— Task item —
Please write out all of the entries exactly as they appear.

========================================================================

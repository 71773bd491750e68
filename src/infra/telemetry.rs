use std::sync::Once;

use metrics::{Unit, describe_counter, describe_histogram};
use tracing_error::ErrorLayer;
use tracing_subscriber::{
    EnvFilter, fmt,
    layer::{Layer, SubscriberExt},
    util::SubscriberInitExt,
};

use crate::config::{LogFormat, LoggingSettings};

use super::error::InfraError;

static METRIC_DESCRIPTIONS: Once = Once::new();

/// Install a global tracing subscriber using the provided logging settings.
pub fn init(logging: &LoggingSettings) -> Result<(), InfraError> {
    describe_metrics();

    let env_filter = EnvFilter::builder()
        .with_default_directive(logging.level.into())
        .from_env_lossy();

    let fmt_layer = match logging.format {
        LogFormat::Json => fmt::layer()
            .json()
            .with_current_span(true)
            .with_span_list(true)
            .with_target(true)
            .boxed(),
        LogFormat::Compact => fmt::layer().compact().with_target(true).boxed(),
    };

    tracing_subscriber::registry()
        .with(env_filter)
        .with(ErrorLayer::default())
        .with(fmt_layer)
        .try_init()
        .map_err(|err| {
            InfraError::telemetry(format!("failed to install tracing subscriber: {err}"))
        })
}

fn describe_metrics() {
    METRIC_DESCRIPTIONS.call_once(|| {
        describe_counter!(
            "uidir_cache_hit_total",
            Unit::Count,
            "Lookups served from a fresh in-memory cache entry."
        );
        describe_counter!(
            "uidir_cache_miss_total",
            Unit::Count,
            "Lookups that had to run their fetch."
        );
        describe_counter!(
            "uidir_cache_store_total",
            Unit::Count,
            "Values written into an in-memory cache."
        );
        describe_counter!(
            "uidir_cache_expired_total",
            Unit::Count,
            "Entries dropped on read because their TTL had elapsed."
        );
        describe_counter!(
            "uidir_cache_evict_total",
            Unit::Count,
            "Entries evicted due to capacity."
        );
        describe_counter!(
            "uidir_cache_invalidate_total",
            Unit::Count,
            "Entries removed by explicit invalidation."
        );
        describe_counter!(
            "uidir_stats_durable_hit_total",
            Unit::Count,
            "Download series served from the durable stats table."
        );
        describe_counter!(
            "uidir_retry_attempt_total",
            Unit::Count,
            "Data-store calls retried after a transient failure."
        );
        describe_counter!(
            "uidir_retry_exhausted_total",
            Unit::Count,
            "Data-store calls that failed after every retry."
        );
        describe_histogram!(
            "uidir_registry_request_ms",
            Unit::Milliseconds,
            "Package registry request latency in milliseconds."
        );
        describe_counter!(
            "uidir_registry_error_total",
            Unit::Count,
            "Package registry requests that failed."
        );
        describe_counter!(
            "uidir_revalidate_path_total",
            Unit::Count,
            "Paths submitted to the purge backend, labelled by outcome."
        );
    });
}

========================================================================

— Answer —
repository 71773bd491750e68
filename src/infra/telemetry.rs
use std::sync::Once;

use metrics::{Unit, describe_counter, describe_histogram};
use tracing_error::ErrorLayer;
use tracing_subscriber::{
    EnvFilter, fmt,
    layer::{Layer, SubscriberExt},
    util::SubscriberInitExt,
};

use crate::config::{LogFormat, LoggingSettings};

use super::error::InfraError;

static METRIC_DESCRIPTIONS: Once = Once::new();

/// Install a global tracing subscriber using the provided logging settings.
pub fn init(logging: &LoggingSettings) -> Result<(), InfraError> {
    describe_metrics();

    let env_filter = EnvFilter::builder()
        .with_default_directive(logging.level.into())
        .from_env_lossy();

    let fmt_layer = match logging.format {
        LogFormat::Json => fmt::layer()
            .json()
            .with_current_span(true)
            .with_span_list(true)
            .with_target(true)
            .boxed(),
        LogFormat::Compact => fmt::layer().compact().with_target(true).boxed(),
    };

    tracing_subscriber::registry()
        .with(env_filter)
        .with(ErrorLayer::default())
        .with(fmt_layer)
        .try_init()
        .map_err(|err| {
            InfraError::telemetry(format!("failed to install tracing subscriber: {err}"))
        })
}

fn describe_metrics() {
    METRIC_DESCRIPTIONS.call_once(|| {
        describe_counter!(
            "uidir_cache_hit_total",
            Unit::Count,
            "Lookups served from a fresh in-memory cache entry."
        );
        describe_counter!(
            "uidir_cache_miss_total",
            Unit::Count,
            "Lookups that had to run their fetch."
        );
        describe_counter!(
            "uidir_cache_store_total",
            Unit::Count,
            "Values written into an in-memory cache."
        );
        describe_counter!(
            "uidir_cache_expired_total",
            Unit::Count,
            "Entries dropped on read because their TTL had elapsed."
        );
        describe_counter!(
            "uidir_cache_evict_total",
            Unit::Count,
            "Entries evicted due to capacity."
        );
        describe_counter!(
            "uidir_cache_invalidate_total",
            Unit::Count,
            "Entries removed by explicit invalidation."
        );
        describe_counter!(
            "uidir_stats_durable_hit_total",
            Unit::Count,
            "Download series served from the durable stats table."
        );
        describe_counter!(
            "uidir_retry_attempt_total",
            Unit::Count,
            "Data-store calls retried after a transient failure."
        );
        describe_counter!(
            "uidir_retry_exhausted_total",
            Unit::Count,
            "Data-store calls that failed after every retry."
        );
        describe_histogram!(
            "uidir_registry_request_ms",
            Unit::Milliseconds,
            "Package registry request latency in milliseconds."
        );
        describe_counter!(
            "uidir_registry_error_total",
            Unit::Count,
            "Package registry requests that failed."
        );
        describe_counter!(
            "uidir_revalidate_path_total",
            Unit::Count,
            "Paths submitted to the purge backend, labelled by outcome."
        );
    });
}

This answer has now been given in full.